Fellow Workers: Permit us to state frankly that we are in a very poor position to publish in the Japanese language where printing costs just twice as much as English. We are compelled to call for your aid.
So far, as the “Japanese question” Is a very heated one and one that also confronts you, we will not allow ourselves to fail to carry out the aims of the I.W.W. In this. Our mission is to overthrow present society and it finally, made us determined to undertake this work, though yet not able to afford It. We are not a writer nor speaker. We are all enslaved in Chicago by wages this hot weather. We engage in this “awful plot” after the day’s work, the only hours that our masters kindly allow us to take the rest for tomorrow’s sacrifice.
Will you appreciate our work and help us in sending your subscription for “The Proletarian”? As Japanese readers are limited in their number, we have to get subs among English speaking members and friends partly. Send your sub for “The Proletarian.” It contains English articles you may be interested in. Yearly sub. 25c. Address 302 Wells St. Chicago.

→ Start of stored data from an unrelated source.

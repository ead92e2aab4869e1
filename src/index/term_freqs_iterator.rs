use std::sync::Arc;

use crate::core::error::{Error, ErrorKind, Result};
use crate::core::types::LocalDocId;
use crate::index::dictionary::TermInfo;
use crate::index::postings::{decode_block_payload, BlockHeader, FreqsReader, BLOCK_HEADER_SIZE};

/// Block-skipping iterator over one term's posting blocks.
///
/// `next_shallow` advances block by block decoding only the fixed header,
/// so callers can check `last_doc_id` and the block's score upper bound
/// before paying for `next`, which decodes the payload and positions on a
/// doc id. Both are monotone: once they return false they stay false, and
/// neither rewinds.
pub struct TermFreqsIterator {
    reader: Arc<FreqsReader>,
    end: u64,

    // Current block
    block_start: u64,
    header: Option<BlockHeader>,
    payload_decoded: bool,
    index_in_block: usize,
    block_doc_ids: Vec<LocalDocId>,
    block_freqs: Vec<u64>,
}

impl TermFreqsIterator {
    pub fn new(reader: Arc<FreqsReader>, term_info: &TermInfo) -> Self {
        TermFreqsIterator {
            reader,
            end: term_info.freqs_end_offset,
            block_start: term_info.freqs_start_offset,
            header: None,
            payload_decoded: false,
            index_in_block: 0,
            block_doc_ids: Vec::with_capacity(128),
            block_freqs: Vec::with_capacity(128),
        }
    }

    /// Advances to the first block whose `last_doc_id >= target`, decoding
    /// headers only. Returns false when the posting range is exhausted.
    pub fn next_shallow(&mut self, target: LocalDocId) -> Result<bool> {
        loop {
            let header = match self.header {
                Some(header) => header,
                None => self.decode_header()?,
            };

            if target.0 <= header.last_doc_id {
                return Ok(true);
            }

            let next_block = self.block_start + header.byte_length as u64;
            if next_block >= self.end {
                return Ok(false);
            }

            self.block_start = next_block;
            self.header = None;
        }
    }

    /// Positions on the first doc id `>= target`. Requires the monotone
    /// call pattern of `next_shallow`; decodes the current block's payload
    /// on first use.
    pub fn next(&mut self, target: LocalDocId) -> Result<bool> {
        if !self.next_shallow(target)? {
            return Ok(false);
        }

        if !self.payload_decoded {
            self.decode_payload()?;
        }

        while self.index_in_block < self.block_doc_ids.len()
            && self.block_doc_ids[self.index_in_block] < target
        {
            self.index_in_block += 1;
        }

        if self.index_in_block < self.block_doc_ids.len() {
            return Ok(true);
        }

        // Target is past this block's docs; land on the next block's
        // header. The caller observes its first doc id via doc_id().
        let last = self.header.as_ref().map(|h| h.last_doc_id).unwrap_or(0);
        self.next_shallow(LocalDocId(last.saturating_add(1)))
    }

    /// Valid after a successful `next_shallow`. Before the payload is
    /// decoded this is the block's first doc id, a real posting.
    pub fn doc_id(&self) -> LocalDocId {
        if self.payload_decoded {
            self.block_doc_ids[self.index_in_block]
        } else {
            LocalDocId(self.header.as_ref().map(|h| h.first_doc_id).unwrap_or(0))
        }
    }

    /// Valid only after `next` positioned on a doc within a decoded block.
    pub fn term_freq(&self) -> u64 {
        debug_assert!(self.payload_decoded);
        self.block_freqs[self.index_in_block]
    }

    /// Current block's last doc id, the skip boundary.
    pub fn last_doc_id(&self) -> LocalDocId {
        LocalDocId(self.header.as_ref().map(|h| h.last_doc_id).unwrap_or(0))
    }

    /// Header fields driving the block upper-bound computation.
    pub fn block_max_freq_min_length_id(&self) -> (u64, u8) {
        match &self.header {
            Some(header) => (header.max_freq, header.min_length_id),
            None => (0, 0),
        }
    }

    fn decode_header(&mut self) -> Result<BlockHeader> {
        let bytes = self.reader.slice(self.block_start, self.end)?;
        let header = BlockHeader::parse(bytes)?;
        self.header = Some(header);
        self.payload_decoded = false;
        Ok(header)
    }

    fn decode_payload(&mut self) -> Result<()> {
        let header = self
            .header
            .ok_or_else(|| Error::new(ErrorKind::Internal, "payload requested before header"))?;
        let block_end = self.block_start + header.byte_length as u64;
        let payload = &self
            .reader
            .slice(self.block_start, block_end.min(self.end))?[BLOCK_HEADER_SIZE..];

        let mut doc_ids = std::mem::take(&mut self.block_doc_ids);
        let mut freqs = std::mem::take(&mut self.block_freqs);
        decode_block_payload(&header, payload, &mut doc_ids, &mut freqs)?;
        self.block_doc_ids = doc_ids;
        self.block_freqs = freqs;

        self.index_in_block = 0;
        self.payload_decoded = true;
        Ok(())
    }
}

Besides keeping up “The Proletarian” we will try to organize the Japanese body accordingly with advancing of the organ. As soon as the paper will have firmly been established one of us will go west where the hottest campaign will possibly be expected.
Yours for industrial Freedom.
The Industrial Union Bulletin, and the Industrial Worker were newspapers published by the Industrial Workers of the World (IWW) from 1907 until 1913. First printed in Joliet, Illinois, IUB incorporated The Voice of Labor, the newspaper of the American Labor Union which had joined the IWW, and another IWW affiliate, International Metal Worker.The Trautmann-DeLeon faction issued its weekly from March 1907. Soon after, De Leon would be expelled and Trautmann would continue IUB until March 1909. It was edited by A. S. Edwards. 1909, production moved to Spokane, Washington and became The Industrial Worker, “the voice of revolutionary industrial unionism.”